Unread postby gg3 » Sat 20 Jan 2007, 03:07:44

Seahorse, Threadbear: Good insights, probably correct. The reason I've been taking a hard line around here is to offset the potential for contagion of the outlaw mindset. It's easy to push a boulder downhill, takes more effort to push it uphill, thus the necessity to spend the effort and go beyond the minimum.

It's never too late for someone to change. Regardless of childhood, regardless of loves lost painfully, regardless of the future tense or the fear of no future at all.

Me & mine will do OK. If our plans work even halfway, our region will do OK. We'll farm and hunt and gather, we'll build and we'll defend, and we'll conserve and preserve. I just don't want to see other parts of the country or the world go to hell in handbaskets. Somalia is a warning, Ecotopia is a dream, and better to steer the course for the latter than abandon the ground to the former.

===

Mercurygirl raises the interesting point about what can bluntly be called assisted suicide. Where to draw the line? When to help? When does helping cross the line to causing?

In Oregon the legal standard is that the individual has to be able to swallow the dose of death-inducing medications, swallowing being the most basic act of will to signify the intention to die. To me that's a good place to draw a line, as with the Supreme Court on Roe v. Wade at the first trimester.

My parents were quite clear: No extraordinary lifesaving measures, no being kept alive as a vegetable on a respirator. My father's wishes were observed when he had his last cardiac event and lost brain functioning. My family would do likewise for my mother if that became necessary.

The fact of the availability of a dignified exit brings into sharp contrast the entire issue of pain relief for the living who are not in a vegetative state. Clearly it should be possible to alleviate pain, and the fact that opium poppies can be grown just about anywhere makes it possible to provide effective pain relief even after a major societal collapse. All other factors equal, this has got to be the first level of recourse.

On the other hand, dementia brings a harsh counterpoint: what to do when the body is functioning but the mind has gone?

And last but not least, what to do when resource shortages compel triage?

None of this would even be an issue but for the resource shortages, the prospect of widespread famine and pandemic and so on. Minus those factors the answer is obvious: keep people alive as long as they wish to be kept alive, provide pain relieving medications in whatever quantity is needed to relieve pain, and let people choose the circumstances of their death.
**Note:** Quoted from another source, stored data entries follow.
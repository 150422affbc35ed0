//! Wire types for the `generateContent` REST endpoint.

use serde::{Deserialize, Serialize};

#[derive(Debug, Serialize)]
#[serde(rename_all = "camelCase")]
pub(crate) struct GenerateContentRequest<'a> {
    pub contents: Vec<Content>,
    pub system_instruction: Content,
    pub generation_config: GenerationConfig<'a>,
}

#[derive(Debug, Serialize)]
#[serde(rename_all = "camelCase")]
pub(crate) struct GenerationConfig<'a> {
    pub response_mime_type: &'static str,
    pub response_schema: &'a serde_json::Value,
}

#[derive(Debug, Clone, Default, Serialize, Deserialize)]
pub(crate) struct Content {
    #[serde(default, skip_serializing_if = "Option::is_none")]
    pub role: Option<String>,
    #[serde(default)]
    pub parts: Vec<Part>,
}

impl Content {
    pub fn user(text: &str) -> Self {
        Self {
            role: Some("user".to_string()),
            parts: vec![Part::text(text)],
        }
    }

    pub fn system(text: &str) -> Self {
        Self {
            role: None,
            parts: vec![Part::text(text)],
        }
    }
}

// Non-text parts (inline data, thoughts) deserialize with `text: None`.
#[derive(Debug, Clone, Default, Serialize, Deserialize)]
pub(crate) struct Part {
    #[serde(default, skip_serializing_if = "Option::is_none")]
    pub text: Option<String>,
}

impl Part {
    fn text(text: &str) -> Self {
        Self {
            text: Some(text.to_string()),
        }
    }
}

#[derive(Debug, Default, Deserialize)]
#[serde(rename_all = "camelCase")]
pub(crate) struct GenerateContentResponse {
    #[serde(default)]
    pub candidates: Vec<Candidate>,
    #[serde(default)]
    pub prompt_feedback: Option<PromptFeedback>,
}

impl GenerateContentResponse {
    /// Concatenated text of the first candidate, `None` when there is none.
    pub fn first_text(&self) -> Option<String> {
        let content = self.candidates.first()?.content.as_ref()?;
        let text: String = content
            .parts
            .iter()
            .filter_map(|part| part.text.as_deref())
            .collect();
        if text.is_empty() { None } else { Some(text) }
    }

    pub fn finish_reason(&self) -> Option<String> {
        self.candidates.first()?.finish_reason.clone()
    }

    pub fn block_reason(&self) -> Option<&str> {
        self.prompt_feedback.as_ref()?.block_reason.as_deref()
    }
}

#[derive(Debug, Deserialize)]
#[serde(rename_all = "camelCase")]
pub(crate) struct Candidate {
    #[serde(default)]
    pub content: Option<Content>,
    #[serde(default)]
    pub finish_reason: Option<String>,
}

#[derive(Debug, Deserialize)]
#[serde(rename_all = "camelCase")]
pub(crate) struct PromptFeedback {
    #[serde(default)]
    pub block_reason: Option<String>,
}

#[derive(Debug, Deserialize)]
pub(crate) struct ErrorEnvelope {
    pub error: ApiErrorBody,
}

#[derive(Debug, Deserialize)]
pub(crate) struct ApiErrorBody {
    #[serde(default)]
    pub message: String,
    #[serde(default)]
    pub status: Option<String>,
}

#[cfg(test)]
mod tests {
    use super::*;

    #[test]
    fn test_first_text_joins_parts() {
        let json = r#"{
            "candidates": [{
                "content": {"role": "model", "parts": [{"text": "{\"a\":"}, {"text": "1}"}]},
                "finishReason": "STOP"
            }]
        }"#;
        let response: GenerateContentResponse = serde_json::from_str(json).unwrap();

        assert_eq!(response.first_text().as_deref(), Some("{\"a\":1}"));
        assert_eq!(response.finish_reason().as_deref(), Some("STOP"));
    }

    #[test]
    fn test_blocked_prompt_has_no_text() {
        let json = r#"{"promptFeedback": {"blockReason": "SAFETY"}}"#;
        let response: GenerateContentResponse = serde_json::from_str(json).unwrap();

        assert_eq!(response.first_text(), None);
        assert_eq!(response.block_reason(), Some("SAFETY"));
    }

    #[test]
    fn test_request_serializes_camel_case() {
        let schema = serde_json::json!({"type": "OBJECT"});
        let request = GenerateContentRequest {
            contents: vec![Content::user("prompt")],
            system_instruction: Content::system("persona"),
            generation_config: GenerationConfig {
                response_mime_type: "application/json",
                response_schema: &schema,
            },
        };

        let json = serde_json::to_value(&request).unwrap();

        assert_eq!(json["systemInstruction"]["parts"][0]["text"], "persona");
        assert!(json["systemInstruction"].get("role").is_none());
        assert_eq!(json["contents"][0]["role"], "user");
        assert_eq!(
            json["generationConfig"]["responseMimeType"],
            "application/json"
        );
        assert_eq!(json["generationConfig"]["responseSchema"]["type"], "OBJECT");
    }
}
The mere removal of sustenance, in the form of food, water, and respiration, is probably a less peaceful death (even for someone in vegetative coma) than the use of an overdose of pain meds e.g. morphine. Thus compassion calls for the latter, rather than obedience to the dogma that a last-minute miracle might intervene in the former.

Under crash/shortage conditions, we can reasonably say that people in vegetative states, with no prospect of recovery (i.e. who have been shown to have a loss of brain tissue that is non-recoverable), should probably be "put to sleep" i.e. killed with overdoses of morphine. We may also expand the death penalty to include all serious crimes of force or fraud. But before we embark on a killing spree, we should take other less drastic measures to reduce population below the resource limits. Here I am talking about sterilization, both voluntary and involuntary.

I would go so far as to sterilize everyone at age ten, require a permit in order to reproduce, and require proof that a person can perform at the 75th percentile or better in any measurable category of human endeavor (i.e. even just one) before a permit is granted. Those who don't make the grade don't get to breed. And while that sounds harsh, it is hardly as harsh to prevent births as it is to induce deaths.

There is no right to reproduce, but there is a right to live one's natural life.

And we can thank all the soulless selfish a--holes who drive SUVs and keep their homes at contra-seasonal temperatures, or who breed like fruit flies, for getting us to the point in history when we even have to consider such measures.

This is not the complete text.